Hell, why not make them all members of the House of Commons, and allow each of the Eurofoundations to nominate a Crossbench Peer? No, probably better not to, home though that would certainly bring the point. Their numbers might turn out to be just enough to stop anything from being done about it.

Speaking of national parliaments, each member-state needs a European Legislative Council elected by and from among those national parliamentarians who owed their positions to direct popular election. Each of the European Legislative Councils would have the power to propose amendments which the European Parliament would then be obliged to consider, and half or more of them would have the power, both to refer back the final text with the requirement of two-thirds majority among MEPs, and before that text went on to the Council of Ministers to require that it be subject to unanimity there rather than to Qualified Majority Voting.

Seat-taking MPs would organise themselves into caucuses. The largest caucus would elect five by voting for one candidate and with the top five getting in, the second-largest would thus elect four, the third-largest three, the fourth-largest two, and the fifth-largest one. All of the seat-taking MPs would then elect a further 10 by each voting for one candidate and with the top 10 elected at the end. Giving 25 members in all. Any tie would be settled by a run-off ballot.

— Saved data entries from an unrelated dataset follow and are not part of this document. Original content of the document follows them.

use chrono::Utc;
use folio_model::{BlockId, BlockPage};

/// Mints block ids.
///
/// Ids are integers seeded from the wall clock in milliseconds. Every id is
/// greater than any numeric id already on the target page and greater than
/// every id this generator handed out before. A page whose ids already reach
/// the top of the integer range gets text ids (`block-1`, `block-2`, ...).
#[derive(Debug, Clone)]
pub struct IdGenerator {
    last: i64,
    spilled: u64,
}

impl Default for IdGenerator {
    fn default() -> Self {
        Self::new()
    }
}

impl IdGenerator {
    pub fn new() -> Self {
        Self::starting_at(Utc::now().timestamp_millis())
    }

    /// Generator whose first id is `seed` (unless the page forces a higher one)
    pub fn starting_at(seed: i64) -> Self {
        Self {
            last: seed.saturating_sub(1),
            spilled: 0,
        }
    }

    pub fn next_for(&mut self, page: &BlockPage) -> BlockId {
        let taken = page.every_id();
        let floor = taken
            .iter()
            .filter_map(numeric_value)
            .fold(None, |max: Option<f64>, v| Some(max.map_or(v, |m| m.max(v))))
            .map(|max| max.floor() as i64);

        let base = match floor {
            Some(floor) => self.last.max(floor),
            None => self.last,
        };
        match base.checked_add(1) {
            Some(next) => {
                self.last = next;
                BlockId::int(next)
            }
            None => self.spill(&taken),
        }
    }

    fn spill(&mut self, taken: &[BlockId]) -> BlockId {
        loop {
            self.spilled += 1;
            let id = BlockId::Text(format!("block-{}", self.spilled));
            if !taken.contains(&id) {
                tracing::debug!(%id, "Integer ids exhausted on page");
                return id;
            }
        }
    }
}

fn numeric_value(id: &BlockId) -> Option<f64> {
    match id {
        BlockId::Number(_) => id.as_f64(),
        BlockId::Text(text) => text.parse::<f64>().ok().filter(|v| v.is_finite()),
    }
}
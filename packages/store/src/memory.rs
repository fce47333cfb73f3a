use crate::error::StoreError;
use crate::store::ContentStore;
use async_trait::async_trait;
use serde_json::Value;
use std::sync::atomic::{AtomicBool, AtomicUsize, Ordering};
use std::sync::{Mutex, PoisonError};

/// In-process store for tests and embedding
#[derive(Default)]
pub struct MemoryStore {
    document: Mutex<Option<Value>>,
    read_only: AtomicBool,
    fail_next_save: AtomicBool,
    saves: AtomicUsize,
}

impl MemoryStore {
    pub fn new(document: Value) -> Self {
        Self {
            document: Mutex::new(Some(document)),
            ..Default::default()
        }
    }

    /// Store with nothing saved yet; loads report it unavailable
    pub fn empty() -> Self {
        Self::default()
    }

    pub fn set_read_only(&self, read_only: bool) {
        self.read_only.store(read_only, Ordering::SeqCst);
    }

    /// Make the next save fail as if the network dropped
    pub fn fail_next_save(&self) {
        self.fail_next_save.store(true, Ordering::SeqCst);
    }

    pub fn snapshot(&self) -> Option<Value> {
        self.document
            .lock()
            .unwrap_or_else(PoisonError::into_inner)
            .clone()
    }

    /// Number of successful saves
    pub fn saves(&self) -> usize {
        self.saves.load(Ordering::SeqCst)
    }
}

#[async_trait]
impl ContentStore for MemoryStore {
    fn name(&self) -> &str {
        "memory"
    }

    async fn load(&self) -> Result<Value, StoreError> {
        self.snapshot()
            .ok_or_else(|| StoreError::LoadUnavailable("nothing saved yet".to_string()))
    }

    async fn save(&self, document: &Value) -> Result<(), StoreError> {
        if self.read_only.load(Ordering::SeqCst) {
            return Err(StoreError::SaveUnsupported("memory store is read-only".to_string()));
        }
        if self.fail_next_save.swap(false, Ordering::SeqCst) {
            return Err(StoreError::SaveTransient("simulated failure".to_string()));
        }

        *self.document.lock().unwrap_or_else(PoisonError::into_inner) = Some(document.clone());
        self.saves.fetch_add(1, Ordering::SeqCst);
        Ok(())
    }
}
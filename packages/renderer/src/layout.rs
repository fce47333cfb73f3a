//! Block sequence → sections.
//!
//! Every page renders as one full-width flow, except pages carrying
//! [`LayoutHint::SideBySide`]: there the first image block is paired with the
//! blocks that follow it, up to the first block marked `fullWidth`.

use crate::vdom::VNode;
use folio_model::{Block, BlockId, BlockKind, EffectiveStyle, LayoutHint, StyleKey};

/// Shown in place of an image that fails to load
pub const IMAGE_PLACEHOLDER: &str = "https://via.placeholder.com/400x200?text=Invalid+Image+URL";

/// A block with its resolved style
#[derive(Debug, Clone, PartialEq)]
pub struct RenderedBlock<'a> {
    pub block: &'a Block,
    pub style: EffectiveStyle,
    /// First block of the paired text column; its top margin is dropped
    pub leads_column: bool,
}

impl<'a> RenderedBlock<'a> {
    pub fn new(block: &'a Block) -> Self {
        Self {
            block,
            style: EffectiveStyle::resolve(&block.styles),
            leads_column: false,
        }
    }

    fn leading(block: &'a Block) -> Self {
        Self {
            leads_column: true,
            ..Self::new(block)
        }
    }

    /// Declarations of the outer block container
    pub fn container_declarations(&self) -> Vec<(&'static str, String)> {
        let s = &self.style;
        let margin_top = if self.leads_column {
            "0px"
        } else {
            s.get(StyleKey::MarginTop)
        };

        vec![
            ("margin-top", margin_top.to_string()),
            ("margin-bottom", s.get(StyleKey::MarginBottom).to_string()),
            ("text-align", s.get(StyleKey::TextAlign).to_string()),
            ("opacity", s.get(StyleKey::Opacity).to_string()),
            ("display", s.get(StyleKey::Display).to_string()),
            ("width", s.container_width().to_string()),
            ("margin-right", s.get(StyleKey::MarginRight).to_string()),
            ("padding", s.get(StyleKey::Padding).to_string()),
            ("background-color", s.get(StyleKey::BackgroundColor).to_string()),
            ("border-left", s.get(StyleKey::BorderLeft).to_string()),
            ("border", s.get(StyleKey::Border).to_string()),
            ("border-radius", s.get(StyleKey::BorderRadius).to_string()),
        ]
    }

    /// Declarations of the inner `<p>` or `<img>`
    pub fn content_declarations(&self) -> Vec<(&'static str, String)> {
        let s = &self.style;
        let keyed = |key: StyleKey| (key.css_property(), s.get(key).to_string());

        match self.block.kind {
            BlockKind::Text => vec![
                keyed(StyleKey::FontSize),
                keyed(StyleKey::FontWeight),
                keyed(StyleKey::Color),
                keyed(StyleKey::LineHeight),
                keyed(StyleKey::LetterSpacing),
                ("white-space", "pre-wrap".to_string()),
            ],
            BlockKind::Image => vec![
                ("width", "100%".to_string()),
                keyed(StyleKey::Height),
                keyed(StyleKey::BorderRadius),
                keyed(StyleKey::Border),
                keyed(StyleKey::BoxShadow),
                ("object-fit", "cover".to_string()),
            ],
        }
    }

    pub fn to_vnode(&self) -> VNode {
        let content = match self.block.kind {
            BlockKind::Text => VNode::element("p")
                .with_styles(self.content_declarations())
                .with_child(VNode::text(self.block.content.as_str())),
            BlockKind::Image => VNode::element("div")
                .with_class("folio-image")
                .with_style("display", "flex")
                .with_style("height", "100%")
                .with_style("justify-content", self.style.image_justify())
                .with_child(
                    VNode::element("img")
                        .with_attr("src", self.block.content.as_str())
                        .with_attr("alt", "Page content")
                        .with_attr("referrerpolicy", "no-referrer")
                        .with_attr(
                            "onerror",
                            format!("this.onerror=null;this.src='{}'", IMAGE_PLACEHOLDER),
                        )
                        .with_styles(self.content_declarations()),
                ),
        };

        VNode::element("div")
            .with_class(format!("folio-block folio-block--{}", self.block.kind.as_str()))
            .with_attr("data-block-id", self.block.id.to_string())
            .with_styles(self.container_declarations())
            .with_child(content)
    }
}

#[derive(Debug, Clone, PartialEq)]
pub enum Section<'a> {
    /// Blocks flowing across the full content width
    FullWidth(Vec<RenderedBlock<'a>>),
    /// Image on the left, text column on the right
    Paired {
        image: RenderedBlock<'a>,
        column: Vec<RenderedBlock<'a>>,
    },
}

impl<'a> Section<'a> {
    pub fn blocks(&self) -> Vec<&'a Block> {
        match self {
            Section::FullWidth(blocks) => blocks.iter().map(|r| r.block).collect(),
            Section::Paired { image, column } => std::iter::once(image)
                .chain(column.iter())
                .map(|r| r.block)
                .collect(),
        }
    }

    pub fn to_vnode(&self) -> VNode {
        match self {
            Section::FullWidth(blocks) => VNode::element("div")
                .with_class("folio-flow")
                .with_children(blocks.iter().map(RenderedBlock::to_vnode)),
            Section::Paired { image, column } => VNode::element("div")
                .with_class("folio-pair")
                .with_child(
                    VNode::element("div")
                        .with_class("folio-pair__media")
                        .with_child(image.to_vnode()),
                )
                .with_child(
                    VNode::element("div")
                        .with_class("folio-pair__column")
                        .with_children(column.iter().map(RenderedBlock::to_vnode)),
                ),
        }
    }
}

/// Rendered page body
#[derive(Debug, Clone, PartialEq)]
pub struct Layout<'a> {
    pub sections: Vec<Section<'a>>,
}

impl<'a> Layout<'a> {
    pub fn to_vnodes(&self) -> Vec<VNode> {
        self.sections.iter().map(Section::to_vnode).collect()
    }

    /// Block ids in visual order
    pub fn block_order(&self) -> Vec<&'a BlockId> {
        self.sections
            .iter()
            .flat_map(|s| s.blocks())
            .map(|b| &b.id)
            .collect()
    }
}

/// Lay out a block sequence.
pub fn render(blocks: &[Block], hint: LayoutHint) -> Layout<'_> {
    let first_image = match hint {
        LayoutHint::SideBySide => blocks.iter().position(Block::is_image),
        LayoutHint::Flow => None,
    };

    let Some(split) = first_image else {
        return Layout {
            sections: vec![Section::FullWidth(
                blocks.iter().map(RenderedBlock::new).collect(),
            )],
        };
    };

    let before = &blocks[..split];
    let rest = &blocks[split + 1..];
    let end = rest
        .iter()
        .position(|b| b.styles.full_width())
        .unwrap_or(rest.len());

    let mut sections = Vec::with_capacity(3);
    if !before.is_empty() {
        sections.push(Section::FullWidth(
            before.iter().map(RenderedBlock::new).collect(),
        ));
    }

    let column = rest[..end]
        .iter()
        .enumerate()
        .map(|(i, b)| {
            if i == 0 {
                RenderedBlock::leading(b)
            } else {
                RenderedBlock::new(b)
            }
        })
        .collect();
    sections.push(Section::Paired {
        image: RenderedBlock::new(&blocks[split]),
        column,
    });

    if end < rest.len() {
        sections.push(Section::FullWidth(
            rest[end..].iter().map(RenderedBlock::new).collect(),
        ));
    }

    tracing::trace!(blocks = blocks.len(), sections = sections.len(), "Rendered side-by-side layout");
    Layout { sections }
}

And from 1st April, appropriately enough, we are now subject to the regime of European Citizens' Initiatives. Any committee of seven, each from a different member-state, can, as it were, initiate such an Initiative calling for legislation. On securing one million online signatures, it will be presented to the European Commission. Which will presumably place it in the round filing cabinet in the corner, insofar as even that is necessary in this digital age. But that is hardly the point.

Except from Malta or Luxembourg, can there be a Member of the European Parliament with fewer than one million constituents? So, why not permit any MEP to do this thing? Or any government of a member-state? Or a resolution of any national parliament? At least the second and third of those ought certainly to be the case.

All within a context of domestic primary legislation restoring the supremacy of British over EU law, using that restoration to repatriate agricultural policy and to reclaim the United Kingdom's historic fishing rights (200 miles, or to the median line), requiring British Ministers to adopt the show-stopping Empty Chair Policy until such time as the Council of Ministers meets in public and publishes an Official Report akin to Hansard, disapplying in the United Kingdom any ruling of the European Court of Justice or of the European Court of Human Rights unless and until confirmed by a resolution of the House of Commons, and disapplying in the United Kingdom anything passed by the European Parliament but not by the majority of those MEPs certified as political acceptable by one or more seat-taking members of the House of Commons.

A further clause might provide for a referendum on continued membership of the EU, but only if the preceding clauses would all come into effect regardless of the outcome of any such referendum, indeed would all come into effect at the same time as the provision for any such referendum to be held at all.

That would be a start, anyway.

Ed Miliband and Jon Cruddas, over to you.